Ella se sobresaltó y notó cómo el vaso de cristal se le escurría entre los dedos. Sin poder remediarlo, observó que abandonaba su mano y, tras caerse al suelo de madera, se hizo añicos.
Ante aquello, las mejillas de Natalia se incendiaron y las lágrimas empañaron su vista, listas para humillarla delante del apuesto militar. Deseó en ese instante excavar un agujero debajo del puesto de la limonada y meterse en él.
Sus amigas se agruparon preocupadas a su alrededor y perdió de vista al militar. Entre todas la reconfortaron y le vendaron la pequeña herida que sangraba en su dedo meñique. Como ya no podía servir limonada, abandonó su deber y se sentó bajo la sombra de un árbol centenario. Detrás de ella, esperaba paciente Almudena, su criada.
Momentos después, una sombra alargada ocultó los rayos del sol que brillaban desde lo alto del cielo. Aclaró la vista y, cuando el sol estuvo tapado del todo, pudo admirar en todo su esplendor al apuesto militar que se había parado delante de ella.
—Señorita, permítame que me presente, soy el sargento Sergio Fernández. Disculpe que haga yo mismo los honores, pero no tenemos amigos en común y estoy preocupado por su herida. Se ha hecho daño por mi culpa.
Natalia agradeció mentalmente a la Virgen el hecho de estar sentada. Con toda la fuerza de voluntad de la que disponía alargó su mano y cuando sus dedos gráciles tomaron contacto con la piel áspera del militar, sintió una corriente eléctrica recorrerle todo el brazo.

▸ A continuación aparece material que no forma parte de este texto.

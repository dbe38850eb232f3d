//! Regex-based entity matcher
//!
//! Overlaps are resolved leftmost-longest: candidates are ordered by start
//! position, then by length (longer first), then by the caller's entity type
//! order, then by registry rule order. Each accepted match claims its span.

use super::{patterns::PatternRegistry, EntityMatcher, MatchSet};
use crate::anonymization::models::{find_tokens, EngineWarning, Match};
use std::collections::HashSet;
use std::ops::Range;
use std::sync::Arc;

/// Regex-based entity matcher backed by a shared registry
#[derive(Debug, Clone)]
pub struct RegexMatcher {
    registry: Arc<PatternRegistry>,
}

#[derive(Debug, Clone, Copy)]
struct Candidate {
    start: usize,
    end: usize,
    type_rank: usize,
    rule_rank: usize,
}

impl RegexMatcher {
    /// Create a matcher over a shared registry
    pub fn new(registry: Arc<PatternRegistry>) -> Self {
        Self { registry }
    }

    /// Split requested types into known ids (deduplicated, caller order kept) and warnings
    fn resolve_types<'r>(&self, requested: &'r [String]) -> (Vec<&'r str>, Vec<EngineWarning>) {
        let mut seen = HashSet::new();
        let mut known = Vec::new();
        let mut warnings = Vec::new();

        for entity_type in requested {
            let entity_type = entity_type.as_str();
            if !seen.insert(entity_type) {
                continue;
            }
            if self.registry.contains(entity_type) {
                known.push(entity_type);
            } else {
                warnings.push(EngineWarning::UnknownEntityType {
                    entity_type: entity_type.to_string(),
                });
            }
        }

        (known, warnings)
    }

    fn collect_candidates(&self, text: &str, types: &[&str]) -> Vec<Candidate> {
        let segments = unclaimed_segments(text);
        let mut candidates = Vec::new();

        for (type_rank, entity_type) in types.iter().enumerate() {
            let Some(rules) = self.registry.rules_for(entity_type) else {
                continue;
            };
            for (rule_rank, rule) in rules.iter().enumerate() {
                for segment in &segments {
                    let haystack = &text[segment.clone()];
                    for found in rule.regex.find_iter(haystack) {
                        if found.is_empty() {
                            continue;
                        }
                        candidates.push(Candidate {
                            start: segment.start + found.start(),
                            end: segment.start + found.end(),
                            type_rank,
                            rule_rank,
                        });
                    }
                }
            }
        }

        candidates
    }
}

impl EntityMatcher for RegexMatcher {
    fn find_matches(&self, text: &str, requested: &[String]) -> MatchSet {
        let (types, warnings) = self.resolve_types(requested);
        if text.is_empty() || types.is_empty() {
            return MatchSet {
                matches: Vec::new(),
                warnings,
            };
        }

        let mut candidates = self.collect_candidates(text, &types);
        candidates.sort_by(|a, b| {
            a.start
                .cmp(&b.start)
                .then_with(|| (b.end - b.start).cmp(&(a.end - a.start)))
                .then_with(|| a.type_rank.cmp(&b.type_rank))
                .then_with(|| a.rule_rank.cmp(&b.rule_rank))
        });

        let mut matches = Vec::new();
        let mut claimed_until = 0;
        for candidate in candidates {
            if candidate.start < claimed_until {
                continue;
            }
            claimed_until = candidate.end;
            matches.push(Match {
                entity_type: types[candidate.type_rank].to_string(),
                start: candidate.start,
                end: candidate.end,
                literal: text[candidate.start..candidate.end].to_string(),
            });
        }

        MatchSet { matches, warnings }
    }

    fn registry(&self) -> &PatternRegistry {
        &self.registry
    }
}

/// Byte ranges of `text` not covered by existing redaction tokens
fn unclaimed_segments(text: &str) -> Vec<Range<usize>> {
    let mut segments = Vec::new();
    let mut cursor = 0;
    for token in find_tokens(text) {
        if token.span.start > cursor {
            segments.push(cursor..token.span.start);
        }
        cursor = token.span.end;
    }
    if cursor < text.len() {
        segments.push(cursor..text.len());
    }
    segments
}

—Natalia Vega, encantada de conocerlo y, por supuesto, disculpas aceptadas. —Arqueó sus labios dando la oportunidad a su boca generosa de convertirse en una amplia y seductora sonrisa.
Él, animado por sus palabras, giró sobre sí mismo y agarró con facilidad una silla vacía.
—¿Le puedo ofrecer compañía? —preguntó con galantería.
—Sí, por favor —aceptó ella de inmediato, abrumada por verlo sentado tan cerca.
Los colores invadieron de nuevo su rostro y un nudo incómodo se alojó en su garganta. Cuando él prendió de nuevo su mano vendada, sintió un poderoso aleteo en la boca de su estómago. Alrededor de los dos jóvenes se detonó una pequeña explosión de sentidos. Ella, cohibida, soltó la mano y los dos apartaron turbados las miradas.
A lo lejos, una fila de militares se aproximaba en dirección hacia ellos. Sergio se levantó y, mientras le tomaba la muñeca con delicadeza y depositaba un beso suave sobre ella, le dijo con afectividad:
—Me tengo que ir, el deber me llama.
—Claro, por supuesto —se apresuró en disculparlo.
—¿La puedo volver a ver algún otro día? —preguntó con voz entrecortada—. El próximo domingo en la plaza, mi división y yo haremos una parada militar. Por si…
—¡Me encantaría! —le interrumpió impaciente y, ante la sonrisa satisfecha de él, recordó los buenos modales de una señorita y añadió en voz baja—: Hasta el próximo domingo.
Aquella, fue sin duda la semana más larga de sus diecisiete años de vida. Los minutos avanzaban a ritmo de caracol, y las manillas del reloj parecían estancadas. Durante el día, Natalia no tenía paciencia para entretenerse con nada y, por la noche, dormía mal y se despertaba empapada de sudor. Soñaba despierta con volver a verlo. Todos sus pensamientos se redujeron a una sola persona: él.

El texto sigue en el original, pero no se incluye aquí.